I am given a proof of the following statement (see below).
Compact operators on a Banach space $X$ are closed in the bounded operators on $X$.
I was told that there is an error in this proof - I have a few ideas of what it could be, but the first seems extremely small (and I'm not even 100% sure is an error), and the second would be a big issue, but I am not sure if I am just not seeing where it is proven.
1) The last statement in the inequality should be $\lt$ instead of $\leq$
2) I am not sure this proof shows that the compact operators are closed - it proves that the operator is compact, but I don't see the closure portion.

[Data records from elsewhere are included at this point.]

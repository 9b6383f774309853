use super::{
    hashes_match, installment_field, md_status_authenticated, minor_units, non_blank, required,
    sha512_base64, sha512_hex_upper,
};
use crate::config::GarantiCredentials;
use crate::domain::attempt::MAX_INSTALLMENT;
use crate::domain::payment::{CallbackPayload, FormFields, PaymentParameters, PaymentRequest};
use crate::domain::ports::PaymentProvider;
use crate::domain::result::{Diagnostic, PaymentResult};
use crate::error::{IntegrityError, Result};
use secrecy::ExposeSecret;

const BANK: &str = "garanti";
const TXN_TYPE: &str = "sales";
const DEFAULT_USER_ID: &str = "PROVAUT";
const DEFAULT_MODE: &str = "PROD";
/// Fields the classification depends on. A callback whose signature does not
/// cover them cannot be trusted.
const SIGNED_FIELDS: [&str; 2] = ["mdstatus", "procreturncode"];
const ORDER_FIELDS: [&str; 2] = ["oid", "orderid"];

pub struct GarantiProvider {
    credentials: GarantiCredentials,
}

impl GarantiProvider {
    pub fn new(credentials: GarantiCredentials) -> Self {
        Self { credentials }
    }

    pub fn unconfigured() -> Self {
        Self::new(GarantiCredentials::default())
    }
}

/// The provisioning password is never sent; its hash salted with the
/// zero-padded terminal id is.
fn hashed_password(password: &str, terminal_id: &str) -> String {
    sha512_hex_upper(&format!("{}{:0>9}", password, terminal_id))
}

/// Signature the bank attaches to its callback: base64 SHA-512 of the
/// concatenated `hashparamsval` and the store key.
pub fn callback_hash(hash_params_val: &str, store_key: &str) -> String {
    sha512_base64(&format!("{}{}", hash_params_val, store_key))
}

/// Concatenates the values of the fields named in `hashparams`
/// (colon separated), in the listed order.
pub fn hash_params_value(payload: &CallbackPayload, hash_params: &str) -> String {
    hash_params
        .split(':')
        .filter(|name| !name.is_empty())
        .map(|name| payload.get(name).unwrap_or_default())
        .collect()
}

/// The part of `payload` covered by the signature: the fields listed in
/// `hashparams`, nothing else.
fn signed_fields(payload: &CallbackPayload, hash_params: &str) -> CallbackPayload {
    hash_params
        .split(':')
        .filter(|name| !name.is_empty())
        .filter_map(|name| payload.get(name).map(|value| (name, value)))
        .collect()
}

impl PaymentProvider for GarantiProvider {
    fn build_parameters(&self, request: &PaymentRequest) -> Result<PaymentParameters> {
        let c = &self.credentials;
        let terminal_id = required(BANK, "terminal_id", &c.terminal_id)?;
        let merchant_id = required(BANK, "merchant_id", &c.merchant_id)?;
        let password = required(BANK, "password", &c.password)?;
        let store_key = required(BANK, "store_key", &c.store_key)?;
        let gateway_url = required(BANK, "gateway_url", &c.gateway_url)?;
        let success_url = required(BANK, "success_url", &c.success_url)?;
        let error_url = required(BANK, "error_url", &c.error_url)?;
        let user_id =
            non_blank(Some(c.user_id.as_str())).unwrap_or_else(|| DEFAULT_USER_ID.to_string());
        let installment = installment_field(
            BANK,
            request.installment,
            c.max_installment.unwrap_or(MAX_INSTALLMENT),
        )?;
        let amount = minor_units(request.total_amount);

        let security_hash = sha512_hex_upper(&format!(
            "{}{}{}{}{}{}{}{}{}{}",
            terminal_id,
            request.order_number,
            amount,
            request.currency_iso_code,
            success_url,
            error_url,
            TXN_TYPE,
            installment,
            store_key,
            hashed_password(password, terminal_id),
        ));

        let mut fields = FormFields::new();
        fields.insert("mode", c.mode.as_deref().unwrap_or(DEFAULT_MODE));
        fields.insert("apiversion", "512");
        fields.insert("secure3dsecuritylevel", "3D_PAY");
        fields.insert("terminalprovuserid", user_id.as_str());
        fields.insert("terminaluserid", user_id.as_str());
        fields.insert("terminalmerchantid", merchant_id);
        fields.insert("terminalid", terminal_id);
        fields.insert("orderid", request.order_number.as_str());
        fields.insert("customeripaddress", request.customer_ip.to_string());
        fields.insert("txntype", TXN_TYPE);
        fields.insert("txnamount", amount);
        fields.insert("txncurrencycode", request.currency_iso_code.as_str());
        fields.insert("txninstallmentcount", installment);
        fields.insert("successurl", success_url);
        fields.insert("errorurl", error_url);
        fields.insert("cardnumber", request.card_number.expose_secret());
        fields.insert("cardexpiredatemonth", request.expire_month_padded());
        fields.insert("cardexpiredateyear", request.expire_year_short());
        fields.insert("cardcvv2", request.cvv.expose_secret());
        fields.insert("lang", request.language_iso_code.as_str());
        fields.insert("secure3dhash", security_hash);

        tracing::debug!(bank = BANK, order = %request.order_number, "built garanti gate parameters");
        Ok(PaymentParameters::post(gateway_url, fields))
    }

    fn interpret_callback(
        &self,
        payload: &CallbackPayload,
    ) -> std::result::Result<PaymentResult, IntegrityError> {
        let hash = non_blank(payload.get("hash"))
            .ok_or_else(|| IntegrityError::new("hash field is missing"))?;
        let hash_params = non_blank(payload.get("hashparams"))
            .ok_or_else(|| IntegrityError::new("hashparams field is missing"))?;
        let hash_params_val = payload
            .get("hashparamsval")
            .ok_or_else(|| IntegrityError::new("hashparamsval field is missing"))?;
        let store_key = self.credentials.store_key.trim();
        if store_key.is_empty() {
            return Err(IntegrityError::new(
                "garanti: store_key is not configured, callback cannot be verified",
            ));
        }
        if hash_params_value(payload, &hash_params) != hash_params_val {
            return Err(IntegrityError::new(
                "hashparamsval does not match the listed fields",
            ));
        }
        if !hashes_match(&callback_hash(hash_params_val, store_key), &hash) {
            return Err(IntegrityError::new("hash does not match callback fields"));
        }

        let payload = &signed_fields(payload, &hash_params);
        if let Some(name) = SIGNED_FIELDS.iter().find(|name| payload.get(name).is_none()) {
            return Err(IntegrityError::new(format!(
                "{} is not covered by hashparams",
                name
            )));
        }
        if ORDER_FIELDS.iter().all(|name| payload.get(name).is_none()) {
            return Err(IntegrityError::new("order id is not covered by hashparams"));
        }

        let order_number = non_blank(payload.get("oid").or_else(|| payload.get("orderid")));
        let Some(md_status) = non_blank(payload.get("mdstatus")) else {
            let mut result =
                PaymentResult::failed(Diagnostic::MalformedCallback, "mdstatus is missing");
            result.order_number = order_number;
            return Ok(result);
        };
        if !md_status_authenticated(&md_status) {
            let message = non_blank(payload.get("mderrormessage"))
                .unwrap_or_else(|| "3-D authentication failed".to_string());
            let mut result = PaymentResult::failed(Diagnostic::AuthenticationFailed, message);
            result.response_code = Some(md_status);
            result.order_number = order_number;
            return Ok(result);
        }

        let return_code = non_blank(payload.get("procreturncode"));
        let mut result = match return_code.as_deref() {
            Some("00") => {
                let mut approved = PaymentResult::approved();
                approved.message = non_blank(payload.get("response"));
                approved
            }
            None => PaymentResult::failed(
                Diagnostic::MalformedCallback,
                "procreturncode is missing",
            ),
            Some(_) => PaymentResult::failed(
                Diagnostic::Declined,
                non_blank(payload.get("errmsg"))
                    .or_else(|| non_blank(payload.get("response")))
                    .unwrap_or_else(|| "Declined".to_string()),
            ),
        };
        result.response_code = return_code;
        result.auth_code = non_blank(payload.get("authcode"));
        result.transaction_reference = non_blank(payload.get("hostrefnum"));
        result.masked_card_number = non_blank(payload.get("MaskedPan"));
        result.order_number = order_number;
        Ok(result)
    }
}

Suppose $T_n$ is compact for each $n$ and further that $\|T_n-T\|\to 0$ for some bounded linear operator, $T$. To show that $T$ is compact, we want to show that for an arbitrary bounded sequence, $\{x_n\}$ in $X$, $\{Tx_n\}$ has a convergent subsequence. Fix such a sequence $\{x_n\}$ and let $M$ be a bound for it: $\|x_n\|\leq M$ for all $n$. Now choose $\epsilon \gt 0$, and find $K$ sufficiently large so that
$$\|T_K-T\|\leq {\epsilon\over 3M}$$
We are given that the operator $T_K$ is compact, so we can find a subsequence $\{x_{n_j}\}$ of our sequence $\{x_n\}$ so that $T_K(x_{n_j})$ converges. But a convergent sequence must be a Cauchy sequence, so if $n_j$ and $n_k$ are sufficiently large, say $n_j,n_k\geq N$, then
$$\|T_K(x_{n_j})-T_K(x_{n_k})\|\lt {\epsilon\over 3}$$
We claim that $T(x_{n_j})$ converges. Since we are in a Banach space, to verify this, it is enough to show that $\{T(x_{n_j})\}$ is a Cauchy sequence. To this end, notice that for $n_j,n_k\geq N$, we have:
$$\|T(x_{n_j})-T(x_{n_k})\|\leq \|T(x_{n_j})-T_K(x_{n_k})\|+\|T_K(x_{n_j})-T_K(x_{n_k})\|+\|T_K(x_{n_j})-T(x_{n_k})\|\leq \|T-T_K\|M+{\epsilon\over 3}+\|T_K-T\|M\leq \epsilon$$
This shows that $T(x_{n_j})$ is Cauchy, and hence it converges, as desires.